O governo federal e o presidente da Câmara dos Deputados, Hugo Motta, avançaram nas negociações para acelerar a tramitação da proposta que altera a escala de trabalho conhecida como 6x1. A medida prevê jornada máxima de 40 horas semanais, dois dias de descanso e manutenção integral dos salários. A Proposta de Emenda à Constituição está em análise em comissão especial da Câmara e poderá ser votada ainda neste mês.
O acordo foi discutido em reunião realizada na residência oficial da Câmara com participação dos ministros Luiz Marinho, José Guimarães e Bruno Moretti, além de parlamentares da base governista e aliados do Executivo. Paralelamente à PEC, o governo também pretende encaminhar um projeto de lei para regulamentar a aplicação das novas regras em diferentes setores da economia e categorias profissionais.

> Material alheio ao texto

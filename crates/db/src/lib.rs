//! Database layer with `SeaORM` entities and the ledger store.
//!
//! This crate provides:
//! - `SeaORM` entity definitions
//! - Repositories for accounts and entries
//! - Database migrations
//! - [`SeaOrmLedgerStore`], the production `LedgerStore`

pub mod entities;
pub mod migration;
pub mod repositories;
pub mod store;

pub use store::SeaOrmLedgerStore;

use std::time::Duration;

use sea_orm::{ConnectOptions, Database, DatabaseConnection, DbErr};
use snel_shared::config::DatabaseConfig;

/// Establishes a pooled connection to the database.
///
/// For `sqlite::memory:` each pooled connection is a separate database, so
/// callers set `max_connections = 1`.
///
/// # Errors
///
/// Returns an error if the connection cannot be established.
pub async fn connect(config: &DatabaseConfig) -> Result<DatabaseConnection, DbErr> {
    let mut options = ConnectOptions::new(config.url.clone());
    options
        .max_connections(config.max_connections)
        .min_connections(config.min_connections.min(config.max_connections))
        .connect_timeout(Duration::from_secs(10))
        .sqlx_logging(false);

    Database::connect(options).await
}
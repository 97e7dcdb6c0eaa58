//! Delayed approval of individual deposits.

use tokio::task::JoinHandle;
use tracing::{debug, info, warn};

use crate::automation::AutoApprovalPolicy;
use crate::ledger::entry::LedgerEntry;
use crate::ledger::service::Ledger;
use crate::ledger::store::LedgerStore;

/// Spawns one delayed approval task per eligible deposit.
pub struct AutoApprovalScheduler<S> {
    ledger: Ledger<S>,
    policy: AutoApprovalPolicy,
}

impl<S: LedgerStore + 'static> AutoApprovalScheduler<S> {
    /// Creates a scheduler over `ledger`.
    #[must_use]
    pub fn new(ledger: Ledger<S>, policy: AutoApprovalPolicy) -> Self {
        Self { ledger, policy }
    }

    /// Returns the policy in effect.
    #[must_use]
    pub fn policy(&self) -> &AutoApprovalPolicy {
        &self.policy
    }

    /// Schedules automatic approval of `entry` after the review delay.
    ///
    /// Returns `None` without spawning anything for entries the policy does
    /// not cover. The task approves on behalf of the entry's creator and
    /// reports failures through the log only.
    pub fn schedule(&self, entry: &LedgerEntry) -> Option<JoinHandle<()>> {
        if !self.policy.applies_to(entry) {
            debug!(entry_id = %entry.id, entry_type = %entry.entry_type(), "Not eligible for automatic approval");
            return None;
        }

        let ledger = self.ledger.clone();
        let delay = self.policy.delay;
        let entry_id = entry.id;
        let approver = entry.created_by;
        debug!(entry_id = %entry_id, delay_ms = delay.as_millis(), "Automatic approval scheduled");

        Some(tokio::spawn(async move {
            tokio::time::sleep(delay).await;
            match ledger.auto_approve(entry_id, approver).await {
                Ok(Some(_)) => info!(entry_id = %entry_id, "Deposit approved automatically"),
                Ok(None) => debug!(entry_id = %entry_id, "Deposit already settled"),
                Err(e) => warn!(entry_id = %entry_id, error = %e, "Automatic approval failed"),
            }
        }))
    }
}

O debate sobre os impactos econômicos da medida já mobiliza setores políticos e empresariais. Durante audiência pública, o secretário-executivo do Ministério da Fazenda, Dario Durigan, afirmou que a mudança poderá estimular ganhos de produtividade, mas reconheceu que haverá impacto direto sobre os custos das empresas. Segundo reportagem publicada pelo portal Poder360, representantes do setor produtivo acompanham as discussões com preocupação sobre possíveis reflexos em despesas operacionais, preços ao consumidor e geração de empregos.